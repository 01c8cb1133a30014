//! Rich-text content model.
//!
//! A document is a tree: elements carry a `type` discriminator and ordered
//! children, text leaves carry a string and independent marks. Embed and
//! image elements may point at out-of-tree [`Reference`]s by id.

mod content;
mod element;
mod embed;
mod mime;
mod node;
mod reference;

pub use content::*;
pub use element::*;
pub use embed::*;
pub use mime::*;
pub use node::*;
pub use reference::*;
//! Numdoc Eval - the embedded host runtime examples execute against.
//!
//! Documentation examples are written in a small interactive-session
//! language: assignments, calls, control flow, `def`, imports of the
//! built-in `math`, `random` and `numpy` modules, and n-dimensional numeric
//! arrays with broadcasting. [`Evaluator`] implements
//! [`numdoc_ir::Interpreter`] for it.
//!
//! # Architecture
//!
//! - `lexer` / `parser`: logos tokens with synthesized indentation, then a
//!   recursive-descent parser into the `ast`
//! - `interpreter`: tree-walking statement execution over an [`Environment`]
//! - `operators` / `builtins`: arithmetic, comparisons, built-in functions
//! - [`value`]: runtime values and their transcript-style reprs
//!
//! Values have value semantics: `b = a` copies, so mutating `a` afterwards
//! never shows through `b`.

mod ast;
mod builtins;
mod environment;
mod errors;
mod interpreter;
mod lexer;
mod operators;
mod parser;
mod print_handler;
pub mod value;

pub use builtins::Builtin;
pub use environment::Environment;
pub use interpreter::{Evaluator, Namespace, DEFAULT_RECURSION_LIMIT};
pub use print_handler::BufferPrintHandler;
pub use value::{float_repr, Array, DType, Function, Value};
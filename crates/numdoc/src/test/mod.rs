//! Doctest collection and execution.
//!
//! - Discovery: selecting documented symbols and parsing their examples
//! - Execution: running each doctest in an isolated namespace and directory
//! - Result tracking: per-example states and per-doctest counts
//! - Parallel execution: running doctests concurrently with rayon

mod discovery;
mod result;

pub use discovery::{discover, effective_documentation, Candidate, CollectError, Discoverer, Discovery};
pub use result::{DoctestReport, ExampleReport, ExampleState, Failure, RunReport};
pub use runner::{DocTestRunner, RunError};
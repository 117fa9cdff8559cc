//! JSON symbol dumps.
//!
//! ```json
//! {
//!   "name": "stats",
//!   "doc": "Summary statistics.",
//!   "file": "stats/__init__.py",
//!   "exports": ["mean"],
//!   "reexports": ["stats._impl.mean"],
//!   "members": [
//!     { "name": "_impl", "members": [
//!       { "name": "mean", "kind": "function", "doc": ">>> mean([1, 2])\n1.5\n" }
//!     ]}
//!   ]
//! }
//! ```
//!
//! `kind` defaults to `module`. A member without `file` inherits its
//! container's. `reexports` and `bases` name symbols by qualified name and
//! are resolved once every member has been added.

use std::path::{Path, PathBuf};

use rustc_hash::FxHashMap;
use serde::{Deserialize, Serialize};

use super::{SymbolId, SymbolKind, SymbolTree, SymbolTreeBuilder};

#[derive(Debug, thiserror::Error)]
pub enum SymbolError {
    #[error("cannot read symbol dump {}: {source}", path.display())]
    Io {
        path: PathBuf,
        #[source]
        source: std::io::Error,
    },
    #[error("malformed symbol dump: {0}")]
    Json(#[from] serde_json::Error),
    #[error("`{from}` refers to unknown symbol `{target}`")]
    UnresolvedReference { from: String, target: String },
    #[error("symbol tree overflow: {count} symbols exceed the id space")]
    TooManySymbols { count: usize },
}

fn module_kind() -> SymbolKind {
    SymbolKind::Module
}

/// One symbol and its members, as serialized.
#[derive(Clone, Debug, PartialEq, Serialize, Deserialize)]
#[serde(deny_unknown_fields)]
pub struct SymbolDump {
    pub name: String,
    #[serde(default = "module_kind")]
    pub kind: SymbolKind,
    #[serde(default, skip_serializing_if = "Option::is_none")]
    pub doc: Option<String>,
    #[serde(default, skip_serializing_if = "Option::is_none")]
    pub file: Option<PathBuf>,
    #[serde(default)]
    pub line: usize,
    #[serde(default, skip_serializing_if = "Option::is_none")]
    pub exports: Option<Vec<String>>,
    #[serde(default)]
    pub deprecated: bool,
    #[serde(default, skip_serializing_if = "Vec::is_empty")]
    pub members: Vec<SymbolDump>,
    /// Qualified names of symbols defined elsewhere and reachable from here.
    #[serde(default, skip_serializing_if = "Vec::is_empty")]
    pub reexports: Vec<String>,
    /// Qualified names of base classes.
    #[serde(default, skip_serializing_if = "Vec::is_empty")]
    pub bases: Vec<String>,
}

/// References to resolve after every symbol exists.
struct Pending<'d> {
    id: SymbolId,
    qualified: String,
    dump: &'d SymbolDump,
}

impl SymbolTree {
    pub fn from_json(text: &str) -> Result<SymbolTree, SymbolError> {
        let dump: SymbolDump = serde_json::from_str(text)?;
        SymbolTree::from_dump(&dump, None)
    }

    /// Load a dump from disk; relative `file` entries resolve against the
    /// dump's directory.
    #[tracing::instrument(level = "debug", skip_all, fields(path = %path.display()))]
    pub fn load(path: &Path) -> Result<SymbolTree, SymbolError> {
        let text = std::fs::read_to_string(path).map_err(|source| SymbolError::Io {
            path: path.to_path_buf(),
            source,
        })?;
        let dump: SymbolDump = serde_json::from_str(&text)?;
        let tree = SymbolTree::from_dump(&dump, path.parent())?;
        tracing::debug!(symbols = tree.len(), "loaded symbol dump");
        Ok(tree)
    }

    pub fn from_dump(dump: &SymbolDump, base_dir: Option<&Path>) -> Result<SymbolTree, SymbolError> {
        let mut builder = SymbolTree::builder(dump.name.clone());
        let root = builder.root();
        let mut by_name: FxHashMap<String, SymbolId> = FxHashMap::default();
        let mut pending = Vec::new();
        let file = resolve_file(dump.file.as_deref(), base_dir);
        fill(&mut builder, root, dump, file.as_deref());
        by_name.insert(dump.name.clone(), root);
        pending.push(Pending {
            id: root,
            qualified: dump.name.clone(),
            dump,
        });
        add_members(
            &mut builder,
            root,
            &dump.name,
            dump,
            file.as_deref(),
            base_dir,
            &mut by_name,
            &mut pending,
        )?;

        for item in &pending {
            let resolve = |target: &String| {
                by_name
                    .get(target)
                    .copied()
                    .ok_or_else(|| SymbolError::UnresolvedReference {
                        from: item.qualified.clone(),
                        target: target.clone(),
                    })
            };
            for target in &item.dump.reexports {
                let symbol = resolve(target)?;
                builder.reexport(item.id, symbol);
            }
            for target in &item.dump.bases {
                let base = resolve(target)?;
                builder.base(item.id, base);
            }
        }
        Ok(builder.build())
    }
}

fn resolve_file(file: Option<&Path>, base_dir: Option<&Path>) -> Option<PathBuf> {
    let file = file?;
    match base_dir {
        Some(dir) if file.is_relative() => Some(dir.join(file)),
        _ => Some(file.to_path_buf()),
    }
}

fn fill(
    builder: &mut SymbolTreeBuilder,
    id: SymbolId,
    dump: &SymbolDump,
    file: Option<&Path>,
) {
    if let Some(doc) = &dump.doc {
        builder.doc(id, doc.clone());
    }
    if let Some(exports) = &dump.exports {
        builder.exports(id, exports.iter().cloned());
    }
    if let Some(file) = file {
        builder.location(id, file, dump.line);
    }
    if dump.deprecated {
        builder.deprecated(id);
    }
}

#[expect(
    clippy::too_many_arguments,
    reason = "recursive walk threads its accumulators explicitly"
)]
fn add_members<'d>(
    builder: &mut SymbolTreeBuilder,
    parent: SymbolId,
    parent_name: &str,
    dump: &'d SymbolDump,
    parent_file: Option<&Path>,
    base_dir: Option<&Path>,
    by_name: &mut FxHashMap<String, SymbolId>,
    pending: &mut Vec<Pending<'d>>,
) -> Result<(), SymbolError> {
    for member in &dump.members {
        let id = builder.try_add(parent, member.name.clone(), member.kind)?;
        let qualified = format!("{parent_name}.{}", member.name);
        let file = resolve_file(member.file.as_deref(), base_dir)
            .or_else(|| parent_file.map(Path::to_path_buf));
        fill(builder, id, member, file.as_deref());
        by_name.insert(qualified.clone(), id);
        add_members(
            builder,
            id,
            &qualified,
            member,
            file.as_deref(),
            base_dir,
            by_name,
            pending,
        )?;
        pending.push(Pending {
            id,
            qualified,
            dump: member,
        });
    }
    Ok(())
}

* * *

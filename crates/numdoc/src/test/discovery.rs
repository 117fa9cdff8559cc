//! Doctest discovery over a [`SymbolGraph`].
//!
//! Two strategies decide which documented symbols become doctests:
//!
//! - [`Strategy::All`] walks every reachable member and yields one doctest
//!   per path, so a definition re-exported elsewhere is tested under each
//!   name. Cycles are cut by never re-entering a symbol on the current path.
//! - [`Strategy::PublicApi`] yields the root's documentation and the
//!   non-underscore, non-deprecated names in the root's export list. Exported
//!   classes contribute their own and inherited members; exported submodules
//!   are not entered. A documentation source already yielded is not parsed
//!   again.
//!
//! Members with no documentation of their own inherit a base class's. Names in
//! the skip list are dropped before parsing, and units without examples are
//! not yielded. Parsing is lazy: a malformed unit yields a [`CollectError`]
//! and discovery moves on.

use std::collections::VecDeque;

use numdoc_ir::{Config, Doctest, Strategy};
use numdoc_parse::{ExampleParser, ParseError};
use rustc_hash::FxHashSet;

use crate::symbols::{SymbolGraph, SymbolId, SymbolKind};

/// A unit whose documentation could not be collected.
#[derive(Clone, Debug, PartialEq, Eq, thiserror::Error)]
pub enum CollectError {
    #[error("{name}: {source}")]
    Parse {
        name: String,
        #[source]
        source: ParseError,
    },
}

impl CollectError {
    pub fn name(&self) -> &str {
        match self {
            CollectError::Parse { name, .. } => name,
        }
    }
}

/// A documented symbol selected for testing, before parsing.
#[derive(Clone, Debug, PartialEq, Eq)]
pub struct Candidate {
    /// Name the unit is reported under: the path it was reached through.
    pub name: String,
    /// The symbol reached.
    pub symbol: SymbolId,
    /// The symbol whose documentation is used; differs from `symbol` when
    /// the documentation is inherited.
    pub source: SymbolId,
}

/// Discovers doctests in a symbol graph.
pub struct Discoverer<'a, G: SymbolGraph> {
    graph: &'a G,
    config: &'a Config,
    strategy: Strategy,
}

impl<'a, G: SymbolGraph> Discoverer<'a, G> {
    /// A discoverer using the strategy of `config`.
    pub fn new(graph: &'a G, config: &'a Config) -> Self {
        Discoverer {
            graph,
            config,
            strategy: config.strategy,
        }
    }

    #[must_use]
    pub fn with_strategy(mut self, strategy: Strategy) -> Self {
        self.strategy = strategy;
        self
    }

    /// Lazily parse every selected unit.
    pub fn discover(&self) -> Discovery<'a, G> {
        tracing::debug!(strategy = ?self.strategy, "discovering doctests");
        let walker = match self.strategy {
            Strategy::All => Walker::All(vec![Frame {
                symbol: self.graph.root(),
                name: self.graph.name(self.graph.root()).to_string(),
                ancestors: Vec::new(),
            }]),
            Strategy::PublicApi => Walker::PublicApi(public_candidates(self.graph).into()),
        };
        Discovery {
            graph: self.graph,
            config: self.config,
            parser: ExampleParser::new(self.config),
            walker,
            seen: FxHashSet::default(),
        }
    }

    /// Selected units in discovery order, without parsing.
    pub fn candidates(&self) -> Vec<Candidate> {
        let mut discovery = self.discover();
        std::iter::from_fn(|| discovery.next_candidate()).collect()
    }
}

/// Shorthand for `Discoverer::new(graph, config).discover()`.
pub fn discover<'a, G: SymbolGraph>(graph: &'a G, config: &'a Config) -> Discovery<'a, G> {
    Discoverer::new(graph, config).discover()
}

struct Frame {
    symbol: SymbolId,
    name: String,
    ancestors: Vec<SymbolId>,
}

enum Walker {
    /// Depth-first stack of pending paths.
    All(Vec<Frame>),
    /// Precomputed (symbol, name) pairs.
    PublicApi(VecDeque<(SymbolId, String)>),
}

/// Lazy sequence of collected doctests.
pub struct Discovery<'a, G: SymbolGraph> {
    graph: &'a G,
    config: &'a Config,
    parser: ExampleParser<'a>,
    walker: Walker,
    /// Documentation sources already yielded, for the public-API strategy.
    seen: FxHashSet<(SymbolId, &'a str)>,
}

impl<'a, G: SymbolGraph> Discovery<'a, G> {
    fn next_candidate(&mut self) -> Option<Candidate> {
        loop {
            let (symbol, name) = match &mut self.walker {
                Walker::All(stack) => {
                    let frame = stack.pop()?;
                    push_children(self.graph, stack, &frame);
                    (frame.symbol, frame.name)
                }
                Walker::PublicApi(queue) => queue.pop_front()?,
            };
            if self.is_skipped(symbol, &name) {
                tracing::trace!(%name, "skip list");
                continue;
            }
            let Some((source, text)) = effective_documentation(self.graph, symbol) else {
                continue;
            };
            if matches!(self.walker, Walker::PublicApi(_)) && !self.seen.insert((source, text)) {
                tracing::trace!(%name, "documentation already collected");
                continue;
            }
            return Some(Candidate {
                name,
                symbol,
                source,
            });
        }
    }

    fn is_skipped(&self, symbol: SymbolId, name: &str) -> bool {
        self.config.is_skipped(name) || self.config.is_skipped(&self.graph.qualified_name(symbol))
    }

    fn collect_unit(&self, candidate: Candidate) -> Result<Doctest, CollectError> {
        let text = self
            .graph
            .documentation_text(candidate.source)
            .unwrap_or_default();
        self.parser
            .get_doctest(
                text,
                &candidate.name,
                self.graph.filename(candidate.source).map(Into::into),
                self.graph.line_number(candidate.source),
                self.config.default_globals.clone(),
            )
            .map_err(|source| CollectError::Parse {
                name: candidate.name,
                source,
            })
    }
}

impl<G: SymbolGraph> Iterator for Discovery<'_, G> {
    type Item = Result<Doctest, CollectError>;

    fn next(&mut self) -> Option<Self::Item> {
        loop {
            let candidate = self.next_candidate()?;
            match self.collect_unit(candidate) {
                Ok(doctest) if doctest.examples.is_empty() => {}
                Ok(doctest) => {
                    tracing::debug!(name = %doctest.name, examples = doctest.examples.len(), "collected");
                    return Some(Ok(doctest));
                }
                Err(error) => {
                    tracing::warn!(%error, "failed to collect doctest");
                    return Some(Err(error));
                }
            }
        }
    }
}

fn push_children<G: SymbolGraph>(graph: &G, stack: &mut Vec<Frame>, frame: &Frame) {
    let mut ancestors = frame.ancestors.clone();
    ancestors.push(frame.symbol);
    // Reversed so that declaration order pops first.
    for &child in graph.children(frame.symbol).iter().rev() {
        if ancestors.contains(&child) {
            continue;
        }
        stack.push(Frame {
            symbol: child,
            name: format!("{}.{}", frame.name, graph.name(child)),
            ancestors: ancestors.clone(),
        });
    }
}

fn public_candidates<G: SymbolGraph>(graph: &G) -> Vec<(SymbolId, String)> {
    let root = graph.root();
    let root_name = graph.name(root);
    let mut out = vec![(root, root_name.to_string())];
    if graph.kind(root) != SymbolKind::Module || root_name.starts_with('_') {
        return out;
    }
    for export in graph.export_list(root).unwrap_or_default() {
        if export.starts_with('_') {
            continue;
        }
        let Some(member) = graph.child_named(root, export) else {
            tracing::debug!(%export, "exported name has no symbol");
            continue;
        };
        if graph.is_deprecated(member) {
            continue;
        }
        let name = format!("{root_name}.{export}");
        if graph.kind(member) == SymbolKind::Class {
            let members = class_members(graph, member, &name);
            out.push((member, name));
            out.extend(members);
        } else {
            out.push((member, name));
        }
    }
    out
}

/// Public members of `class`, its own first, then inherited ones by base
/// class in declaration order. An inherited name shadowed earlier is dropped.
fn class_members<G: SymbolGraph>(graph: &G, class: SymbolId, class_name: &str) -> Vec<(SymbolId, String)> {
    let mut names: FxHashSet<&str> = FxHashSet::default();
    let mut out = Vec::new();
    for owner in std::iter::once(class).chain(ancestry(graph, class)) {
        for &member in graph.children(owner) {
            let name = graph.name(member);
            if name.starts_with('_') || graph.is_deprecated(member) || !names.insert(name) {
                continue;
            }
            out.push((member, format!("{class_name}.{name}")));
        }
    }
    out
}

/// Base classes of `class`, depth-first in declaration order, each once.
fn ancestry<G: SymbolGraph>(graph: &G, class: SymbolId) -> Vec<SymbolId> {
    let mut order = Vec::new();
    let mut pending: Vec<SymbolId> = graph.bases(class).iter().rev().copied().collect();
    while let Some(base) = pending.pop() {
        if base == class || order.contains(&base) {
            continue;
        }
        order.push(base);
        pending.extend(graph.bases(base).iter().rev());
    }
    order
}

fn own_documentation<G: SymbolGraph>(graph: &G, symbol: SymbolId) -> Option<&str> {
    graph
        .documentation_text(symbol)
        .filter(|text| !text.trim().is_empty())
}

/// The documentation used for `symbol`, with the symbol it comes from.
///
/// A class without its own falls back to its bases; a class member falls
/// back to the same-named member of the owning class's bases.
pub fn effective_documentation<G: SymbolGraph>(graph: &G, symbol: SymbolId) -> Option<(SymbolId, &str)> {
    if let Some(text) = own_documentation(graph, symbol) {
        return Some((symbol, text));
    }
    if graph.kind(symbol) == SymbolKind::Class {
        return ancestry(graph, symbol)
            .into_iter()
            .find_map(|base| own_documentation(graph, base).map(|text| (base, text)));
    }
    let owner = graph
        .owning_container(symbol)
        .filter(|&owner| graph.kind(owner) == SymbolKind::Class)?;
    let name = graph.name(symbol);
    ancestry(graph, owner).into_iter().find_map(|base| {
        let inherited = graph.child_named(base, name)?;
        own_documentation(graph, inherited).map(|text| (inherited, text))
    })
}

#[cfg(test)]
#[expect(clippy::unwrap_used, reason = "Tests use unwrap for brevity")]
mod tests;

* GOAL OF THE EXERCISE: What are the lines above, starting at the one with "A member without" and ending at the one with "of base classes."? Give them again exactly, and only them.

* FINISHED EXERCISE:
//! `kind` defaults to `module`. A member without `file` inherits its
//! container's. `reexports` and `bases` name symbols by qualified name and
//! are resolved once every member has been added.

use std::path::{Path, PathBuf};

use rustc_hash::FxHashMap;
use serde::{Deserialize, Serialize};

use super::{SymbolId, SymbolKind, SymbolTree, SymbolTreeBuilder};

#[derive(Debug, thiserror::Error)]
pub enum SymbolError {
    #[error("cannot read symbol dump {}: {source}", path.display())]
    Io {
        path: PathBuf,
        #[source]
        source: std::io::Error,
    },
    #[error("malformed symbol dump: {0}")]
    Json(#[from] serde_json::Error),
    #[error("`{from}` refers to unknown symbol `{target}`")]
    UnresolvedReference { from: String, target: String },
    #[error("symbol tree overflow: {count} symbols exceed the id space")]
    TooManySymbols { count: usize },
}

fn module_kind() -> SymbolKind {
    SymbolKind::Module
}

/// One symbol and its members, as serialized.
#[derive(Clone, Debug, PartialEq, Serialize, Deserialize)]
#[serde(deny_unknown_fields)]
pub struct SymbolDump {
    pub name: String,
    #[serde(default = "module_kind")]
    pub kind: SymbolKind,
    #[serde(default, skip_serializing_if = "Option::is_none")]
    pub doc: Option<String>,
    #[serde(default, skip_serializing_if = "Option::is_none")]
    pub file: Option<PathBuf>,
    #[serde(default)]
    pub line: usize,
    #[serde(default, skip_serializing_if = "Option::is_none")]
    pub exports: Option<Vec<String>>,
    #[serde(default)]
    pub deprecated: bool,
    #[serde(default, skip_serializing_if = "Vec::is_empty")]
    pub members: Vec<SymbolDump>,
    /// Qualified names of symbols defined elsewhere and reachable from here.
    #[serde(default, skip_serializing_if = "Vec::is_empty")]
    pub reexports: Vec<String>,
    /// Qualified names of base classes.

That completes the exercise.